I also have a CNC Shark HD1 I bought used and have made several upgrades to that I use most of the time. This year it has been tied up cutting customer jobs and I haven't cut anything for myself since February. 

I also have the Piranha Fx (carve, laser, 3d printer) with VCarve Desktop. I haven't had the time to play with this one and hide it so I would finish all the projects I have before I started playing around. I hear it calling "come play with me, come play with me" so I turned the radio up so I couldn't hear it baiting me.


----------



## honesttjohn (Feb 17, 2015)

Mike,

So little time, so much you want to do. Biggest downside to the carving part is the time it takes. You ever run em all at the same time and get a real production line going? I got 4 "stations" going - cutting, sanding, staining, and clear coating - at the same time.

No way would I ever had time to work if I had my Nebula before I retired. 

HJ

Trying to find that line between hobby and business -- basically so it pays for itself plus maybe a little extra.


----------



## MEBCWD (Jan 14, 2012)

One important thing I need to do is get organized. I spend too much time moving thins and looking for tools or parts.


----------



## Stick486 (Jan 4, 2013)

MEBCWD said:


> One important thing I need to do is get organized. I spend too much time moving thins and looking for tools or parts.
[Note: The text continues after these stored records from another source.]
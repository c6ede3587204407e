use std::thread;
use std::time::{Duration, Instant};

use jointlink_codec::{Message, MsgType, Status, PACKET_SIZE};
use jointlink_link::{ConnectOptions, LinkConfig, LinkError, LinkManager};
use jointlink_transport::{LoopbackHandle, LoopbackOpener, TransportError};
use serde_json::json;

const DEVICE: &str = "/dev/ttyLOOP0";

fn running_link() -> (LinkManager, LoopbackHandle) {
    let opener = LoopbackOpener::new();
    let handle = opener.handle();
    let link = LinkManager::new(opener);
    link.connect(DEVICE, 115_200, ConnectOptions::default())
        .expect("loopback connect should succeed");
    link.start().expect("service loop should start");
    (link, handle)
}

fn eventually(what: &str, mut check: impl FnMut() -> bool) {
    let deadline = Instant::now() + Duration::from_secs(2);
    while Instant::now() < deadline {
        if check() {
            return;
        }
        thread::sleep(Duration::from_millis(1));
    }
    panic!("timed out waiting for {what}");
}

#[test]
fn get_version_request_goes_out_as_one_frame() {
    let (link, handle) = running_link();
    link.put_message(Message::new(MsgType::GetVersion));

    eventually("frame written", || !handle.written().is_empty());
    let written = handle.take_written();
    assert_eq!(written.len(), 1);
    assert_eq!(written[0].len(), PACKET_SIZE);
    assert_eq!(written[0][..2], [4, 0]);
    assert!(written[0][2..].iter().all(|b| *b == 0));

    link.stop();
    link.join().expect("service loop should join");
}

#[test]
fn status_reply_is_decoded_and_queued() {
    let (link, handle) = running_link();
    let reply = Message::GetStatus(Status {
        uptime: 12345,
        transmission_errors: 2,
    });
    handle.feed(&reply.encode());

    let received = link
        .wait_for_message_timeout(Duration::from_secs(2))
        .expect("reply");
    assert_eq!(
        received.to_structured(),
        json!({"status": {"uptime": 12345, "transmission_errors": 2}})
    );
    assert_eq!(link.stats().frames_received, 1);

    link.stop();
    link.join().expect("service loop should join");
}

#[test]
fn replies_arrive_in_order() {
    let (link, handle) = running_link();
    for uptime in 1..=5u32 {
        let msg = Message::GetStatus(Status {
            uptime,
            transmission_errors: 0,
        });
        handle.feed(&msg.encode());
    }

    for uptime in 1..=5u32 {
        match link.wait_for_message_timeout(Duration::from_secs(2)) {
            Some(Message::GetStatus(status)) => assert_eq!(status.uptime, uptime),
            other => panic!("unexpected {other:?}"),
        }
    }
}

#[test]
fn wait_for_message_blocks_until_reply() {
    let (link, handle) = running_link();
    let feeder = thread::spawn(move || {
        thread::sleep(Duration::from_millis(20));
        handle.feed(&Message::new(MsgType::GetVersion).encode());
    });

    let msg = link.wait_for_message();
    assert_eq!(msg.msg_type(), Some(MsgType::GetVersion));
    feeder.join().expect("feeder should finish");
}

#[test]
fn write_failure_disconnects_and_later_sends_are_dropped() {
    let (link, handle) = running_link();
    handle.fail_next_write();
    link.put_message(Message::new(MsgType::GetStatus));

    eventually("disconnect", || !link.is_connected());
    assert!(!handle.is_open());

    link.put_message(Message::new(MsgType::GetStatus));
    link.put_message(Message::new(MsgType::GetVersion));
    eventually("queue drained", || link.pending_transmit() == 0);
    eventually("drops counted", || link.stats().dropped_while_disconnected == 2);
    assert!(handle.written().is_empty());
}

#[test]
fn read_failure_disconnects() {
    let (link, handle) = running_link();
    handle.fail_next_read();
    handle.feed(&[0u8; PACKET_SIZE]);

    eventually("disconnect", || !link.is_connected());
    assert_eq!(link.get_message(), None);
    assert_eq!(link.stats().io_failures, 1);
}

#[test]
fn short_read_is_discarded_and_link_stays_up() {
    let (link, handle) = running_link();
    handle.feed(&[3, 0, 0x39, 0x30]);

    eventually("incomplete frame counted", || {
        link.stats().incomplete_frames == 1
    });
    assert!(link.is_connected());
    assert_eq!(link.get_message(), None);

    handle.feed(&Message::new(MsgType::GetVersion).encode());
    let msg = link.wait_for_message_timeout(Duration::from_secs(2));
    assert_eq!(msg, Some(Message::new(MsgType::GetVersion)));
}

#[test]
fn reconnect_while_running_replaces_port() {
    let (link, handle) = running_link();
    handle.fail_next_write();
    link.put_message(Message::new(MsgType::Nop));
    eventually("disconnect", || !link.is_connected());

    link.connect(DEVICE, 115_200, ConnectOptions::default())
        .expect("reconnect should succeed");
    assert!(link.is_connected());
    assert_eq!(handle.open_count(), 2);

    link.put_message(Message::new(MsgType::GetVersion));
    eventually("frame written", || handle.written().len() == 1);
}

#[test]
fn queue_calls_never_block() {
    let link = LinkManager::new(LoopbackOpener::new());
    let started = Instant::now();
    assert_eq!(link.get_message(), None);
    for _ in 0..1000 {
        link.put_message(Message::new(MsgType::Nop));
    }
    assert_eq!(link.pending_transmit(), 1000);
    assert!(started.elapsed() < Duration::from_secs(1));
    assert_eq!(link.wait_for_message_timeout(Duration::from_millis(20)), None);
}

#[test]
fn stop_without_start_closes_port() {
    let opener = LoopbackOpener::new();
    let handle = opener.handle();
    let link = LinkManager::new(opener);
    link.connect(DEVICE, 9600, ConnectOptions::default())
        .expect("loopback connect should succeed");

    link.stop();
    link.stop();
    assert!(!link.is_connected());
    assert!(!handle.is_open());
    link.join().expect("service loop should join");
}

#[test]
fn stopped_loop_closes_its_port() {
    let (link, handle) = running_link();
    assert!(link.is_running());

    link.stop();
    link.join().expect("service loop should join");
    assert!(!link.is_running());
    assert!(!handle.is_open());
}

#[test]
fn reconnect_after_stop_keeps_new_port() {
    let opener = LoopbackOpener::new();
    let handle = opener.handle();
    let config = LinkConfig {
        poll_interval: Duration::from_millis(50),
        stop_grace: Duration::ZERO,
        ..LinkConfig::default()
    };
    let link = LinkManager::with_config(opener, config);
    link.connect(DEVICE, 115_200, ConnectOptions::default())
        .expect("loopback connect should succeed");
    link.start().expect("service loop should start");

    link.stop();
    link.connect(DEVICE, 115_200, ConnectOptions::default())
        .expect("reconnect should succeed");
    thread::sleep(Duration::from_millis(150));

    assert!(!link.is_running());
    assert!(link.is_connected());
    assert!(handle.is_open());
    link.join().expect("service loop should join");
    assert!(link.is_connected());
}

#[test]
fn second_start_is_rejected() {
    let (link, _handle) = running_link();
    assert!(matches!(link.start(), Err(LinkError::AlreadyRunning)));
}

#[test]
fn restart_after_join() {
    let (link, handle) = running_link();
    link.stop();
    link.join().expect("service loop should join");

    link.connect(DEVICE, 115_200, ConnectOptions::default())
        .expect("reconnect should succeed");
    link.start().expect("service loop should restart");
    link.put_message(Message::new(MsgType::GetStatus));
    eventually("frame written", || handle.written().len() == 1);
}

#[test]
fn open_failure_is_returned() {
    let opener = LoopbackOpener::new();
    opener.handle().set_fail_open(true);
    let link = LinkManager::new(opener);

    let err = link
        .connect(DEVICE, 115_200, ConnectOptions::default())
        .expect_err("refused open should fail");
    match err {
        LinkError::Transport(TransportError::Open { path, .. }) => assert_eq!(path, DEVICE),
        other => panic!("unexpected error: {other}"),
    }
    assert!(!link.is_connected());
}

#[test]
fn packet_size_mismatch_fails_connect() {
    let config = LinkConfig {
        packet_size: 32,
        ..LinkConfig::default()
    };
    let opener = LoopbackOpener::new();
    let handle = opener.handle();
    let link = LinkManager::with_config(opener, config);

    assert!(matches!(
        link.connect(DEVICE, 115_200, ConnectOptions::default()),
        Err(LinkError::PacketSizeMismatch {
            configured: 32,
            codec: 16
        })
    ));
    assert_eq!(handle.open_count(), 0);
}

#[test]
fn drop_stops_the_service_loop() {
    let (link, handle) = running_link();
    drop(link);
    assert!(!handle.is_open());
}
you nake that sound like it's an uncommon thing...


----------



## MEBCWD (Jan 14, 2012)

Stick486 said:


> you nake that sound like it's an uncommon thing...


Stick,
I probably should of said I need to get organised a lot more than most people!


----------



## Stick486 (Jan 4, 2013)

MEBCWD said:


> Stick,
> I probably should of said I need to get organised a lot more than most people!


pick one...
and only one...


----------